Estuvo sosteniendo la mano de Metelo mientras un esclavo recogía los restos de vidrio y el líquido derramado, agua en su mayor parte. Seguía apretándosela cuando el comedor se llenó de médicos con sus acólitos y llegó Metelo Pío; pero Metelo el Numídico no soltó la mano de Sila ni para tendérsela al hijo.

Así, mientras Sila le sostenía la mano y Meneítos hijo lloraba inconsolable, los médicos comenzaron a actuar.

—Una poción de hidromiel con hisopo y raíz de alcaparra machacada —dijo Apolodoro de Sicilia, que era el galeno más afamado entre los residentes más ricos del Palatino—. Creo que debemos sangrarle. Por favor, Praxis, mi lanceta.

Pero Metelo Numídico estaba demasiado ocupado tratando de respirar como para tragar la poción de miel, y cuando le abrieron la vena su sangre brotó escarlata brillante.

—¡Es una vena, estoy seguro de que es una vena! —exclamó Apolodoro Siculus, hablando consigo—. ¡Qué brillo tiene la sangre! —añadió, dirigiéndose a los otros médicos.
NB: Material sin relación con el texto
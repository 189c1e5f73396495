// Visitor memory: persistence, traits and suggestions.

use chrono::{TimeZone, Utc};
use folio_core::constants::PERSONALITY_KEY;
use folio_core::error::{FolioError, Result};
use folio_core::personality::{
    KeyValueStore, MemoryStore, Personality, PersonalityState, Trait,
};

struct BrokenStore;

impl KeyValueStore for BrokenStore {
    fn get(&self, _key: &str) -> Result<Option<String>> {
        Err(FolioError::Storage("private browsing".into()))
    }

    fn set(&mut self, _key: &str, _value: &str) -> Result<()> {
        Err(FolioError::Storage("quota exceeded".into()))
    }
}

#[test]
fn fresh_visitor_is_curious() {
    let p = Personality::load(MemoryStore::new());
    assert_eq!(p.state(), &PersonalityState::default());
    assert_eq!(p.trait_label(), Trait::Curious);
    assert_eq!(p.favorite_zone(), None);
    assert!(p
        .suggestion()
        .is_some_and(|s| s.starts_with("Start by exploring the Medical Tech zone")));
}

#[test]
fn visits_persist_under_one_key() {
    let mut p = Personality::load(MemoryStore::new());
    p.visit_zone("web");
    p.visit_zone("web");
    p.visit_zone("about");
    let stored = p.store().raw(PERSONALITY_KEY).map(str::to_string);
    let reloaded = Personality::load(p.into_store());
    assert_eq!(reloaded.state().exploration_count, 3);
    assert_eq!(reloaded.state().time_spent.get("web"), Some(&2));
    assert_eq!(reloaded.favorite_zone(), Some("web"));

    let json: serde_json::Value = serde_json::from_str(&stored.unwrap()).unwrap();
    assert_eq!(json["explorationCount"], 3);
    assert!(json["zonesVisited"].is_array());
}

#[test]
fn malformed_json_resets_to_defaults() {
    let store = MemoryStore::with_entry(PERSONALITY_KEY, "{not json");
    let p = Personality::load(store);
    assert_eq!(p.state(), &PersonalityState::default());
}

#[test]
fn missing_fields_take_defaults() {
    let store = MemoryStore::with_entry(PERSONALITY_KEY, r#"{"interactions":7}"#);
    let p = Personality::load(store);
    assert_eq!(p.state().interactions, 7);
    assert_eq!(p.state().exploration_count, 0);
}

#[test]
fn storage_failures_are_swallowed() {
    let mut p = Personality::load(BrokenStore);
    p.visit_zone("medical");
    assert_eq!(p.state().exploration_count, 1);
}

#[test]
fn interactions_stamp_the_time() {
    let mut p = Personality::load(MemoryStore::new());
    let t = Utc.with_ymd_and_hms(2024, 5, 17, 9, 30, 0).unwrap();
    p.record_interaction(t);
    assert_eq!(p.state().interactions, 1);
    assert_eq!(p.state().last_interaction, Some(t));
}

#[test]
fn trait_precedence() {
    let mut p = Personality::load(MemoryStore::new());
    p.visit_zone("web");
    assert_eq!(p.trait_label(), Trait::Friendly);

    for _ in 0..21 {
        p.record_interaction(Utc::now());
    }
    assert_eq!(p.trait_label(), Trait::Social);

    for zone in ["medical", "vr-ai", "robotics"] {
        p.visit_zone(zone);
    }
    assert_eq!(p.trait_label(), Trait::Explorer);
    assert_eq!(Trait::Explorer.as_str(), "explorer");

    let mut veteran = Personality::load(MemoryStore::new());
    for _ in 0..11 {
        veteran.visit_zone("about");
    }
    assert_eq!(veteran.trait_label(), Trait::Experienced);
}

#[test]
fn suggestions_point_at_unvisited_zones_then_the_favourite() {
    let mut p = Personality::load(MemoryStore::new());
    p.visit_zone("medical");
    assert_eq!(
        p.suggestion().as_deref(),
        Some("You haven't visited the vr-ai zone yet. Want to explore it?")
    );
    for zone in ["vr-ai", "robotics", "web", "about", "robotics"] {
        p.visit_zone(zone);
    }
    assert_eq!(
        p.suggestion().as_deref(),
        Some("You seem interested in robotics. Want to dive deeper?")
    );
}

#[test]
fn favourite_ties_go_to_the_first_key() {
    let mut p = Personality::load(MemoryStore::new());
    p.visit_zone("web");
    p.visit_zone("about");
    assert_eq!(p.favorite_zone(), Some("about"));
}
//! Easter-egg trigger engine.
//!
//! The engine keeps one [`ObservationContext`] and a registry of eggs. Every
//! `record_*` call mutates the context and then evaluates the eggs whose
//! trigger kind matches that mutation, in registration order. The first egg
//! whose predicate holds (and that is not spent or cooling down) fires; at most
//! one egg fires per mutation.

use crate::bus::{Signal, SignalBus};
use crate::constants::{
    CLICK_COOLDOWN_MS, CLICK_MILESTONE, CONSOLE_COOLDOWN_MS, CURSOR_HIDE_COOLDOWN_MS,
    CURSOR_IDLE_THRESHOLD_MS, CURSOR_IDLE_TICK_MS, KEY_SEQUENCE_MAX, KONAMI_COOLDOWN_MS,
    NIGHT_END_HOUR, NIGHT_START_HOUR,
};
use crate::zones::ZONE_IDS;
use chrono::{NaiveDateTime, Timelike};
use serde::{Deserialize, Serialize};
use std::collections::{BTreeSet, VecDeque};
use std::time::Duration;

pub const KONAMI_SEQUENCE: [&str; 10] = [
    "ArrowUp",
    "ArrowUp",
    "ArrowDown",
    "ArrowDown",
    "ArrowLeft",
    "ArrowRight",
    "ArrowLeft",
    "ArrowRight",
    "KeyB",
    "KeyA",
];

/// Console commands that wake the developer egg.
pub const EGG_CONSOLE_COMMANDS: [&str; 2] = ["robot.dance", "robot.wave"];

#[derive(Clone, Copy, Debug, PartialEq, Eq, Hash, PartialOrd, Ord, Serialize, Deserialize)]
#[serde(rename_all = "kebab-case")]
pub enum EggId {
    KonamiCode,
    ClickCounter,
    ConsoleCommand,
    TimeBased,
    CursorHide,
    SecretZone,
}

impl EggId {
    pub const ALL: [EggId; 6] = [
        EggId::KonamiCode,
        EggId::ClickCounter,
        EggId::ConsoleCommand,
        EggId::TimeBased,
        EggId::CursorHide,
        EggId::SecretZone,
    ];

    pub fn as_str(self) -> &'static str {
        match self {
            EggId::KonamiCode => "konami-code",
            EggId::ClickCounter => "click-counter",
            EggId::ConsoleCommand => "console-command",
            EggId::TimeBased => "time-based",
            EggId::CursorHide => "cursor-hide",
            EggId::SecretZone => "secret-zone",
        }
    }

    pub fn parse(s: &str) -> Option<Self> {
        Self::ALL.into_iter().find(|id| id.as_str() == s)
    }
}

/// Which context mutation an egg listens to.
#[derive(Clone, Copy, Debug, PartialEq, Eq, Serialize)]
#[serde(rename_all = "kebab-case")]
pub enum TriggerKind {
    KeySequence,
    Click,
    Console,
    Time,
    Idle,
    Zone,
}

#[derive(Clone, Debug, PartialEq)]
pub struct ObservationContext {
    pub click_count: u64,
    pub key_sequence: VecDeque<String>,
    pub cursor_idle: Duration,
    pub wall_time: NaiveDateTime,
    pub console_commands: Vec<String>,
    pub zones_visited: BTreeSet<String>,
}

impl ObservationContext {
    pub fn new(wall_time: NaiveDateTime) -> Self {
        Self {
            click_count: 0,
            key_sequence: VecDeque::with_capacity(KEY_SEQUENCE_MAX),
            cursor_idle: Duration::ZERO,
            wall_time,
            console_commands: Vec::new(),
            zones_visited: BTreeSet::new(),
        }
    }

    /// True when the newest keys spell out `sequence`.
    pub fn keys_end_with(&self, sequence: &[&str]) -> bool {
        let n = sequence.len();
        if self.key_sequence.len() < n {
            return false;
        }
        self.key_sequence
            .iter()
            .skip(self.key_sequence.len() - n)
            .zip(sequence)
            .all(|(a, b)| a == b)
    }

    pub fn latest_command(&self) -> Option<&str> {
        self.console_commands.last().map(String::as_str)
    }
}

pub type Predicate = Box<dyn Fn(&ObservationContext) -> bool>;
pub type Effect = Box<dyn Fn(EggId, &ObservationContext, &mut SignalBus)>;

pub struct EggConfig {
    id: EggId,
    trigger: TriggerKind,
    predicate: Predicate,
    effect: Option<Effect>,
    cooldown: Option<Duration>,
    one_shot: bool,
}

impl EggConfig {
    pub fn new(
        id: EggId,
        trigger: TriggerKind,
        predicate: impl Fn(&ObservationContext) -> bool + 'static,
    ) -> Self {
        Self {
            id,
            trigger,
            predicate: Box::new(predicate),
            effect: None,
            cooldown: None,
            one_shot: false,
        }
    }

    pub fn cooldown(mut self, cooldown: Duration) -> Self {
        self.cooldown = Some(cooldown);
        self
    }

    pub fn one_shot(mut self) -> Self {
        self.one_shot = true;
        self
    }

    /// Replaces the default effect, which publishes `EasterEggTriggered`.
    pub fn effect(
        mut self,
        effect: impl Fn(EggId, &ObservationContext, &mut SignalBus) + 'static,
    ) -> Self {
        self.effect = Some(Box::new(effect));
        self
    }

    pub fn id(&self) -> EggId {
        self.id
    }

    pub fn trigger(&self) -> TriggerKind {
        self.trigger
    }
}

#[derive(Clone, Copy, Debug, PartialEq, Eq, Serialize)]
#[serde(rename_all = "kebab-case")]
pub enum EggStatus {
    Armed,
    CoolingDown,
    Spent,
}

struct EggEntry {
    config: EggConfig,
    last_fired: Option<Duration>,
    fired_count: u32,
}

impl EggEntry {
    fn status(&self, now: Duration) -> EggStatus {
        match self.last_fired {
            None => EggStatus::Armed,
            Some(_) if self.config.one_shot => EggStatus::Spent,
            Some(at) => match self.config.cooldown {
                Some(cd) if now.saturating_sub(at) < cd => EggStatus::CoolingDown,
                _ => EggStatus::Armed,
            },
        }
    }
}

#[derive(Clone, Debug, PartialEq, Serialize)]
#[serde(rename_all = "camelCase")]
pub struct EggSnapshot {
    pub click_count: u64,
    pub key_sequence: Vec<String>,
    pub cursor_idle_ms: u64,
    pub zones_visited: Vec<String>,
    pub triggered: Vec<EggId>,
    pub statuses: Vec<(EggId, EggStatus)>,
}

pub struct EasterEggEngine {
    eggs: Vec<EggEntry>,
    ctx: ObservationContext,
    triggered: BTreeSet<EggId>,
}

impl EasterEggEngine {
    /// An engine with no eggs registered.
    pub fn new(wall_time: NaiveDateTime) -> Self {
        Self {
            eggs: Vec::new(),
            ctx: ObservationContext::new(wall_time),
            triggered: BTreeSet::new(),
        }
    }

    /// The site's registry, in priority order.
    pub fn with_default_eggs(wall_time: NaiveDateTime) -> Self {
        let mut engine = Self::new(wall_time);
        for egg in default_eggs() {
            engine.register(egg);
        }
        engine
    }

    pub fn register(&mut self, config: EggConfig) {
        log::debug!("[eggs] registered {}", config.id.as_str());
        self.eggs.push(EggEntry {
            config,
            last_fired: None,
            fired_count: 0,
        });
    }

    pub fn context(&self) -> &ObservationContext {
        &self.ctx
    }

    pub fn status(&self, id: EggId, now: Duration) -> Option<EggStatus> {
        self.eggs
            .iter()
            .find(|e| e.config.id == id)
            .map(|e| e.status(now))
    }

    pub fn fired_count(&self, id: EggId) -> u32 {
        self.eggs
            .iter()
            .find(|e| e.config.id == id)
            .map_or(0, |e| e.fired_count)
    }

    pub fn triggered(&self) -> impl Iterator<Item = EggId> + '_ {
        self.triggered.iter().copied()
    }

    pub fn record_click(&mut self, now: Duration, bus: &mut SignalBus) -> Option<EggId> {
        self.ctx.click_count += 1;
        self.evaluate(TriggerKind::Click, now, bus)
    }

    pub fn record_key(&mut self, code: &str, now: Duration, bus: &mut SignalBus) -> Option<EggId> {
        if self.ctx.key_sequence.len() == KEY_SEQUENCE_MAX {
            self.ctx.key_sequence.pop_front();
        }
        self.ctx.key_sequence.push_back(code.to_string());
        self.evaluate(TriggerKind::KeySequence, now, bus)
    }

    /// Any pointer movement clears the idle counter. Nothing is evaluated.
    pub fn pointer_moved(&mut self) {
        self.ctx.cursor_idle = Duration::ZERO;
    }

    /// Called on the fixed idle interval.
    pub fn idle_tick(&mut self, now: Duration, bus: &mut SignalBus) -> Option<EggId> {
        self.ctx.cursor_idle += Duration::from_millis(CURSOR_IDLE_TICK_MS);
        self.evaluate(TriggerKind::Idle, now, bus)
    }

    pub fn refresh_clock(
        &mut self,
        wall_time: NaiveDateTime,
        now: Duration,
        bus: &mut SignalBus,
    ) -> Option<EggId> {
        self.ctx.wall_time = wall_time;
        self.evaluate(TriggerKind::Time, now, bus)
    }

    pub fn record_console_command(
        &mut self,
        command: &str,
        now: Duration,
        bus: &mut SignalBus,
    ) -> Option<EggId> {
        self.ctx.console_commands.push(command.to_string());
        self.evaluate(TriggerKind::Console, now, bus)
    }

    pub fn record_zone_visit(
        &mut self,
        zone: &str,
        now: Duration,
        bus: &mut SignalBus,
    ) -> Option<EggId> {
        self.ctx.zones_visited.insert(zone.to_string());
        self.evaluate(TriggerKind::Zone, now, bus)
    }

    /// Manual trigger by id string, still subject to one-shot and cooldown
    /// gating. Unknown ids are logged and ignored.
    pub fn force_trigger(&mut self, id: &str, now: Duration, bus: &mut SignalBus) -> bool {
        let Some(egg) = EggId::parse(id) else {
            log::warn!("[eggs] unknown easter egg `{}`", id);
            return false;
        };
        let Some(index) = self.eggs.iter().position(|e| e.config.id == egg) else {
            log::warn!("[eggs] easter egg `{}` is not registered", id);
            return false;
        };
        if self.eggs[index].status(now) != EggStatus::Armed {
            return false;
        }
        self.fire(index, now, bus);
        true
    }

    pub fn snapshot(&self, now: Duration) -> EggSnapshot {
        EggSnapshot {
            click_count: self.ctx.click_count,
            key_sequence: self.ctx.key_sequence.iter().cloned().collect(),
            cursor_idle_ms: self.ctx.cursor_idle.as_millis() as u64,
            zones_visited: self.ctx.zones_visited.iter().cloned().collect(),
            triggered: self.triggered.iter().copied().collect(),
            statuses: self
                .eggs
                .iter()
                .map(|e| (e.config.id, e.status(now)))
                .collect(),
        }
    }

    fn evaluate(&mut self, kind: TriggerKind, now: Duration, bus: &mut SignalBus) -> Option<EggId> {
        let index = self.eggs.iter().position(|e| {
            e.config.trigger == kind
                && e.status(now) == EggStatus::Armed
                && (e.config.predicate)(&self.ctx)
        })?;
        Some(self.fire(index, now, bus))
    }

    fn fire(&mut self, index: usize, now: Duration, bus: &mut SignalBus) -> EggId {
        let entry = &mut self.eggs[index];
        entry.last_fired = Some(now);
        entry.fired_count += 1;
        let id = entry.config.id;
        log::info!("[eggs] triggered {}", id.as_str());
        match &entry.config.effect {
            Some(effect) => effect(id, &self.ctx, bus),
            None => bus.publish(Signal::EasterEggTriggered { id }),
        }
        self.triggered.insert(id);
        id
    }
}

pub fn is_night(wall_time: NaiveDateTime) -> bool {
    (NIGHT_START_HOUR..NIGHT_END_HOUR).contains(&wall_time.hour())
}

fn default_eggs() -> Vec<EggConfig> {
    vec![
        EggConfig::new(EggId::KonamiCode, TriggerKind::KeySequence, |ctx| {
            ctx.keys_end_with(&KONAMI_SEQUENCE)
        })
        .cooldown(Duration::from_millis(KONAMI_COOLDOWN_MS)),
        EggConfig::new(EggId::ClickCounter, TriggerKind::Click, |ctx| {
            ctx.click_count >= CLICK_MILESTONE && ctx.click_count % CLICK_MILESTONE == 0
        })
        .cooldown(Duration::from_millis(CLICK_COOLDOWN_MS)),
        EggConfig::new(EggId::ConsoleCommand, TriggerKind::Console, |ctx| {
            ctx.latest_command().is_some_and(|cmd| {
                let cmd = cmd.to_lowercase();
                EGG_CONSOLE_COMMANDS.iter().any(|c| cmd.contains(c))
            })
        })
        .cooldown(Duration::from_millis(CONSOLE_COOLDOWN_MS)),
        EggConfig::new(EggId::TimeBased, TriggerKind::Time, |ctx| {
            is_night(ctx.wall_time)
        })
        .one_shot(),
        EggConfig::new(EggId::CursorHide, TriggerKind::Idle, |ctx| {
            ctx.cursor_idle > Duration::from_millis(CURSOR_IDLE_THRESHOLD_MS)
        })
        .cooldown(Duration::from_millis(CURSOR_HIDE_COOLDOWN_MS)),
        EggConfig::new(EggId::SecretZone, TriggerKind::Zone, |ctx| {
            ZONE_IDS.iter().all(|z| ctx.zones_visited.contains(*z))
        })
        .one_shot(),
    ]
}

#[cfg(test)]
mod tests {
    use super::*;

    fn ctx_with_keys(keys: &[&str]) -> ObservationContext {
        let mut ctx = ObservationContext::new(NaiveDateTime::default());
        ctx.key_sequence = keys.iter().map(|k| k.to_string()).collect();
        ctx
    }

    #[test]
    fn keys_end_with_ignores_older_prefix() {
        let mut keys = vec!["KeyX", "KeyY"];
        keys.extend(KONAMI_SEQUENCE);
        assert!(ctx_with_keys(&keys).keys_end_with(&KONAMI_SEQUENCE));
    }

    #[test]
    fn keys_end_with_needs_full_length() {
        assert!(!ctx_with_keys(&KONAMI_SEQUENCE[1..]).keys_end_with(&KONAMI_SEQUENCE));
    }

    #[test]
    fn egg_ids_round_trip_through_strings() {
        for id in EggId::ALL {
            assert_eq!(EggId::parse(id.as_str()), Some(id));
        }
        assert_eq!(EggId::parse("nope"), None);
    }
}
—¡Cómo se nos resiste, Apolodoro! No es de extrañar que sea tan brillante —dijo Publio Sulpicio Solón, el griego de Atenas—. ¿Qué os parece un emplasto en el pecho?

—Sí, le aplicaremos un emplasto —contestó Apolodoro de Sicilia con gesto grave, chascando imperioso los dedos para llamar la atención de su ayudante jefe—. ¡Praxis, el emplasto!

Metelo el Numídico seguía haciendo ímprobos esfuerzos por respirar, golpeándose el pecho con la mano libre, mirando con ojos vidriosos a su hijo, negándose a tumbarse y sin soltar la mano de Sila.